A Specific Collagen Hydrolysate Improves Postprandial Glucose Tolerance in Normoglycemic and Prediabetic Mice and in a First Proof of Concept Study in Healthy, Normoglycemic and Prediabetic Humans

Abstract

In response to nutrients, intestinal L- and K-cells naturally secrete glucagon-like peptide 1 (GLP-1). GLP-1 regulates postprandial blood glucose by increasing insulin secretion, slowing down gastric emptying and inducing satiety. A selection of specifically developed collagen hydrolysates was screened for their ability to enhance natural GLP-1 production in vitro. The best performing hydrolysate, H80 (Nextida GC), was orally administered at different doses to lean, normoglycemic mice and overweight, prediabetic mice. Lean mice were acutely challenged 45 min before an oral glucose load. While daily supplemented for 6 weeks, prediabetic mice were acutely challenged at day 21 and 34. Oral glucose tolerance, plasma insulin and GLP-1 levels were assessed, and a gastric emptying assay performed in prediabetic mice.
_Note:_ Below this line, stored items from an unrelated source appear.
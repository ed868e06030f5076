//! Feishu/Lark platform adapter.
//!
//! Uses the Feishu Open Platform Bot API for outbound messages and parses
//! event-subscription callbacks for inbound ones. Supports both Feishu
//! (China) and Lark (International) hosts, and AES-256-CBC decryption for
//! encrypted event payloads.

use crate::config::LarkConfig;
use crate::message::{ChatKind, InboundMessage, MsgType};
use aes::cipher::{block_padding::Pkcs7, BlockDecryptMut, KeyIvInit};
use async_trait::async_trait;
use base64::Engine;
use serde::Deserialize;
use sha2::{Digest, Sha256};
use std::sync::Arc;
use std::time::{Duration, Instant};
use tokio::sync::RwLock;

type Aes256CbcDec = cbc::Decryptor<aes::Aes256>;

// ============================================================================
// Constants
// ============================================================================

const FEISHU_API_BASE: &str = "https://open.feishu.cn/open-apis";
const LARK_API_BASE: &str = "https://open.larksuite.com/open-apis";
const TOKEN_REFRESH_MARGIN_SECS: u64 = 300;

/// Header carrying the platform request trace id.
const LOG_ID_HEADER: &str = "x-tt-logid";

// ============================================================================
// Errors
// ============================================================================

/// Platform adapter error.
#[derive(Debug, thiserror::Error)]
pub enum LarkError {
    #[error("Authentication failed: {0}")]
    Auth(String),

    #[error("Request failed: {0}")]
    Transport(#[from] reqwest::Error),

    #[error("API call failed, code: {code}, msg: {msg}, log_id: {}", .log_id.as_deref().unwrap_or("-"))]
    Api {
        code: i32,
        msg: String,
        log_id: Option<String>,
    },

    #[error("Invalid event payload: {0}")]
    InvalidEvent(String),
}

// ============================================================================
// API Response Types
// ============================================================================

#[derive(Debug, Deserialize)]
struct TenantAccessTokenResponse {
    code: i32,
    msg: String,
    tenant_access_token: Option<String>,
    expire: Option<u64>,
}

#[derive(Debug, Deserialize)]
struct SendMessageResponse {
    code: i32,
    msg: String,
}

// ============================================================================
// Event Callback Types
// ============================================================================

#[derive(Debug, Deserialize)]
pub struct EventCallback {
    pub schema: Option<String>,
    pub header: Option<EventHeader>,
    pub event: Option<serde_json::Value>,
    pub challenge: Option<String>,
}

#[derive(Debug, Deserialize)]
pub struct EventHeader {
    pub event_id: String,
    pub event_type: String,
    pub create_time: String,
    pub token: Option<String>,
    pub app_id: String,
    pub tenant_key: String,
}

#[derive(Debug, Deserialize)]
struct MessageReceiveEvent {
    sender: MessageSender,
    message: EventMessage,
}

#[derive(Debug, Deserialize)]
struct MessageSender {
    sender_id: SenderIds,
}

#[derive(Debug, Deserialize)]
struct SenderIds {
    open_id: Option<String>,
    user_id: Option<String>,
}

#[derive(Debug, Deserialize)]
struct EventMessage {
    message_id: String,
    chat_id: String,
    chat_type: String,
    message_type: String,
    content: String,
}

/// What a webhook payload turned out to be.
#[derive(Debug)]
pub enum EventOutcome {
    /// URL verification; echo the challenge back
    Challenge(String),
    /// A message to process
    Message(InboundMessage),
    /// Something we don't handle (other event types, unauthorized senders)
    Ignored,
}

// ============================================================================
// Egress
// ============================================================================

/// Outbound reply operations, behind a seam so the bridge can be tested
/// against a recording mock.
#[async_trait]
pub trait Egress: Send + Sync {
    /// Create a message in a chat, addressed by chat id (one-to-one chats).
    async fn create_message(
        &self,
        chat_id: &str,
        msg_type: MsgType,
        content: &str,
    ) -> Result<(), LarkError>;

    /// Reply in thread to a message, addressed by message id.
    async fn reply_message(
        &self,
        message_id: &str,
        msg_type: MsgType,
        content: &str,
    ) -> Result<(), LarkError>;
}

// ============================================================================
// Token Cache
// ============================================================================

struct TokenCache {
    token: String,
    expires_at: Instant,
}

// ============================================================================
// LarkClient
// ============================================================================

/// Feishu/Lark API client.
pub struct LarkClient {
    app_id: String,
    app_secret: String,
    encrypt_key: Option<String>,
    verification_token: Option<String>,
    allowed_users: Vec<String>,
    client: reqwest::Client,
    token_cache: Arc<RwLock<Option<TokenCache>>>,
    use_lark: bool,
}

impl LarkClient {
    pub fn new(config: &LarkConfig) -> Self {
        Self {
            app_id: config.app_id.clone(),
            app_secret: config.app_secret.clone(),
            encrypt_key: config.encrypt_key.clone(),
            verification_token: config.verification_token.clone(),
            allowed_users: config.allowed_users.clone(),
            client: reqwest::Client::builder()
                .timeout(Duration::from_secs(60))
                .connect_timeout(Duration::from_secs(10))
                .build()
                .unwrap_or_else(|_| reqwest::Client::new()),
            token_cache: Arc::new(RwLock::new(None)),
            use_lark: config.use_lark,
        }
    }

    fn api_base(&self) -> &str {
        if self.use_lark {
            LARK_API_BASE
        } else {
            FEISHU_API_BASE
        }
    }

    fn api_url(&self, path: &str) -> String {
        format!("{}{}", self.api_base(), path)
    }

    fn is_user_allowed(&self, open_id: &str) -> bool {
        self.allowed_users.iter().any(|u| u == "*" || u == open_id)
    }

    /// Get or refresh the tenant access token.
    async fn get_access_token(&self) -> Result<String, LarkError> {
        // Check cache first
        {
            let cache = self.token_cache.read().await;
            if let Some(ref cached) = *cache {
                let now = Instant::now();
                if cached.expires_at > now + Duration::from_secs(TOKEN_REFRESH_MARGIN_SECS) {
                    return Ok(cached.token.clone());
                }
            }
        }

        // Refresh token
        let url = self.api_url("/auth/v3/tenant_access_token/internal");
        let body = serde_json::json!({
            "app_id": self.app_id,
            "app_secret": self.app_secret
        });

        let resp = self.client.post(&url).json(&body).send().await?;

        if !resp.status().is_success() {
            let status = resp.status();
            let text = resp.text().await.unwrap_or_default();
            return Err(LarkError::Auth(format!(
                "tenant_access_token request failed ({status}): {text}"
            )));
        }

        let data: TenantAccessTokenResponse = resp
            .json()
            .await
            .map_err(|e| LarkError::Auth(format!("malformed token response: {e}")))?;

        if data.code != 0 {
            return Err(LarkError::Auth(format!(
                "tenant_access_token error ({}): {}",
                data.code, data.msg
            )));
        }

        let token = data
            .tenant_access_token
            .ok_or_else(|| LarkError::Auth("missing tenant_access_token in response".into()))?;
        let expire = data.expire.unwrap_or(7200);

        // Update cache
        {
            let mut cache = self.token_cache.write().await;
            *cache = Some(TokenCache {
                token: token.clone(),
                expires_at: Instant::now() + Duration::from_secs(expire),
            });
        }

        tracing::debug!("Lark access token refreshed, expires in {} seconds", expire);
        Ok(token)
    }

    /// POST an authorized message-send call and check the platform result.
    async fn post_message_api(
        &self,
        url: &str,
        body: serde_json::Value,
    ) -> Result<(), LarkError> {
        let token = self.get_access_token().await?;

        let resp = self
            .client
            .post(url)
            .header("Authorization", format!("Bearer {token}"))
            .json(&body)
            .send()
            .await?;

        let log_id = resp
            .headers()
            .get(LOG_ID_HEADER)
            .and_then(|v| v.to_str().ok())
            .map(String::from);

        let status = resp.status();
        if !status.is_success() {
            let text = resp.text().await.unwrap_or_default();
            return Err(LarkError::Api {
                code: status.as_u16() as i32,
                msg: text,
                log_id,
            });
        }

        let data: SendMessageResponse = resp.json().await.map_err(|e| LarkError::Api {
            code: -1,
            msg: format!("malformed send response: {e}"),
            log_id: log_id.clone(),
        })?;

        if data.code != 0 {
            return Err(LarkError::Api {
                code: data.code,
                msg: data.msg,
                log_id,
            });
        }

        Ok(())
    }

    /// Parse a webhook payload, decrypting it when necessary.
    pub fn parse_event(&self, payload: &str) -> Result<EventCallback, LarkError> {
        let json_value: serde_json::Value = serde_json::from_str(payload)
            .map_err(|e| LarkError::InvalidEvent(format!("payload is not JSON: {e}")))?;

        let decrypted_payload =
            if let Some(encrypt) = json_value.get("encrypt").and_then(|e| e.as_str()) {
                match &self.encrypt_key {
                    Some(key) => {
                        let decrypted = Self::decrypt_aes_cbc(key, encrypt)?;
                        tracing::debug!("Lark event decrypted");
                        decrypted
                    }
                    None => {
                        return Err(LarkError::InvalidEvent(
                            "received encrypted event but no encrypt_key configured".into(),
                        ));
                    }
                }
            } else {
                payload.to_string()
            };

        serde_json::from_str(&decrypted_payload)
            .map_err(|e| LarkError::InvalidEvent(format!("unexpected event shape: {e}")))
    }

    /// Decrypt an encrypted event using AES-256-CBC.
    ///
    /// Key is the SHA-256 of the configured encrypt key; IV is its first
    /// 16 bytes.
    fn decrypt_aes_cbc(encrypt_key: &str, ciphertext_b64: &str) -> Result<String, LarkError> {
        let mut hasher = Sha256::new();
        hasher.update(encrypt_key.as_bytes());
        let key_hash = hasher.finalize();

        let key: [u8; 32] = key_hash.into();
        let iv: [u8; 16] = key_hash[..16]
            .try_into()
            .map_err(|_| LarkError::InvalidEvent("bad AES IV length".into()))?;

        let ciphertext = base64::engine::general_purpose::STANDARD
            .decode(ciphertext_b64)
            .map_err(|e| LarkError::InvalidEvent(format!("bad base64 ciphertext: {e}")))?;

        let decryptor = Aes256CbcDec::new(&key.into(), &iv.into());
        let mut buffer = ciphertext.clone();
        let decrypted = decryptor
            .decrypt_padded_mut::<Pkcs7>(&mut buffer)
            .map_err(|e| LarkError::InvalidEvent(format!("AES decryption failed: {e}")))?;

        String::from_utf8(decrypted.to_vec())
            .map_err(|e| LarkError::InvalidEvent(format!("decrypted content is not UTF-8: {e}")))
    }

    /// Process a webhook payload into a challenge echo, an inbound message,
    /// or nothing.
    pub fn process_event(&self, payload: &str) -> Result<EventOutcome, LarkError> {
        let event = self.parse_event(payload)?;

        // URL verification challenge
        if let Some(challenge) = event.challenge {
            tracing::info!("Lark URL verification challenge received");
            return Ok(EventOutcome::Challenge(challenge));
        }

        let (Some(header), Some(event_data)) = (event.header, event.event) else {
            return Ok(EventOutcome::Ignored);
        };

        if let Some(ref expected) = self.verification_token {
            if header.token.as_deref() != Some(expected.as_str()) {
                return Err(LarkError::Auth("event verification token mismatch".into()));
            }
        }

        if header.event_type != "im.message.receive_v1" {
            tracing::debug!(event_type = %header.event_type, "Ignoring event");
            return Ok(EventOutcome::Ignored);
        }

        let msg_event: MessageReceiveEvent = serde_json::from_value(event_data)
            .map_err(|e| LarkError::InvalidEvent(format!("bad message event: {e}")))?;

        let sender_id = msg_event
            .sender
            .sender_id
            .open_id
            .or(msg_event.sender.sender_id.user_id)
            .unwrap_or_else(|| "unknown".to_string());

        if !self.is_user_allowed(&sender_id) {
            tracing::warn!(user_id = %sender_id, "Ignoring message from unauthorized user");
            return Ok(EventOutcome::Ignored);
        }

        Ok(EventOutcome::Message(InboundMessage {
            message_id: msg_event.message.message_id,
            chat_id: msg_event.message.chat_id,
            chat_kind: ChatKind::from_chat_type(&msg_event.message.chat_type),
            user_id: sender_id,
            message_type: msg_event.message.message_type,
            content: msg_event.message.content,
        }))
    }
}

#[async_trait]
impl Egress for LarkClient {
    async fn create_message(
        &self,
        chat_id: &str,
        msg_type: MsgType,
        content: &str,
    ) -> Result<(), LarkError> {
        let url = format!(
            "{}?receive_id_type=chat_id",
            self.api_url("/im/v1/messages")
        );
        let body = serde_json::json!({
            "receive_id": chat_id,
            "msg_type": msg_type.as_str(),
            "content": content,
        });

        self.post_message_api(&url, body).await?;
        tracing::info!(chat_id = %chat_id, "Lark message created");
        Ok(())
    }

    async fn reply_message(
        &self,
        message_id: &str,
        msg_type: MsgType,
        content: &str,
    ) -> Result<(), LarkError> {
        let url = self.api_url(&format!("/im/v1/messages/{message_id}/reply"));
        let body = serde_json::json!({
            "msg_type": msg_type.as_str(),
            "content": content,
        });

        self.post_message_api(&url, body).await?;
        tracing::info!(message_id = %message_id, "Lark reply sent");
        Ok(())
    }
}
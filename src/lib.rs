//! lark-bridge - Feishu/Lark relay bot.
//!
//! Receives chat events from the Feishu Open Platform via webhook event
//! subscriptions, forwards message text to a conversational-AI service,
//! and posts the reply back to the originating chat.
//!
//! ```text
//! Feishu → webhook → bridge → inference service
//!    ↑                  │
//!    └──── reply ───────┘
//! ```
//!
//! Duplicate event deliveries are dropped by a bounded, expiring dedup
//! cache; per-user conversation tokens are kept in a second cache so
//! multi-turn context survives between messages. While an inference call
//! is in flight for more than a few seconds, the user gets an interim
//! "working" notice.

#![warn(clippy::all)]

pub mod bridge;
pub mod cache;
pub mod config;
pub mod inference;
pub mod lark;
pub mod logging;
pub mod message;
pub mod routes;

// Re-export commonly used types
pub use bridge::{InferenceBridge, PARSE_FAILURE_REPLY, SERVICE_FAILURE_PREFIX, WORKING_NOTICE};
pub use cache::{ConversationCache, DedupCache, ExpiringCache};
pub use config::Config;
pub use inference::{Completion, CompletionReply, InferenceClient, InferenceError, DEFAULT_ANSWER};
pub use lark::{Egress, EventOutcome, LarkClient, LarkError};
pub use message::{ChatKind, InboundMessage, MsgType};
pub use routes::{build_router, create_state, AppState};

use std::net::SocketAddr;
use std::sync::Arc;
use std::time::Duration;

/// Interval of the background sweep that clears expired cache entries.
const CACHE_SWEEP_INTERVAL: Duration = Duration::from_secs(60);

/// Start the webhook server and the bridge processor; blocks for the
/// process lifetime.
pub async fn start_server(config: &Config) -> anyhow::Result<()> {
    let addr = SocketAddr::from((
        config.server.host.parse::<std::net::IpAddr>()?,
        config.server.port,
    ));

    let lark = Arc::new(LarkClient::new(&config.lark));
    let inference = Arc::new(InferenceClient::with_timeout(
        config.inference.endpoint.clone(),
        config.inference.api_key.clone(),
        Duration::from_secs(config.inference.timeout_secs),
    ));

    let bridge = Arc::new(InferenceBridge::new(
        &config.bridge,
        inference,
        lark.clone(),
    ));

    let (state, rx) = create_state(lark);
    let router = build_router(state);

    let processor_handle = InferenceBridge::spawn_processor(bridge.clone(), rx);

    // Periodic sweep so idle caches do not sit on expired entries
    let sweep_bridge = bridge.clone();
    let sweep_handle = tokio::spawn(async move {
        let mut interval = tokio::time::interval(CACHE_SWEEP_INTERVAL);
        loop {
            interval.tick().await;
            let (dedup, conversations) = sweep_bridge.sweep_expired();
            if dedup + conversations > 0 {
                tracing::debug!(dedup, conversations, "Swept expired cache entries");
            }
        }
    });

    tracing::info!("Starting lark-bridge on {}", addr);

    let listener = tokio::net::TcpListener::bind(addr).await?;
    axum::serve(listener, router).await?;

    // Clean up on shutdown
    sweep_handle.abort();
    processor_handle.abort();

    Ok(())
}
H80 significantly lowered the blood glucose response in lean and prediabetic mice, at a 4 g/kg dose (−25% and −36%, respectively), compared to vehicle. In chronically supplemented, prediabetic mice, acute H80 administration slowed down gastric emptying (−60%) after 21 days and increased plasma insulin (+166%) after 35 days of supplementation. H80 increased plasma active GLP-1 in lean (+217%) and prediabetic (+860%) mice. Overall, the data indicate that the specific collagen hydrolysate, H80, has significant GLP-1-mediated effects on oral glucose tolerance in lean and prediabetic mice. Furthermore, effects on postprandial glucose tolerance were evaluated in a small, human, proof of concept study. H80 reduced the postprandial glucose response at a 5 g dose in healthy, normoglycemic and prediabetic participants. Oral supplementation with H80 might thus be a promising strategy to maintain normal glucose tolerance.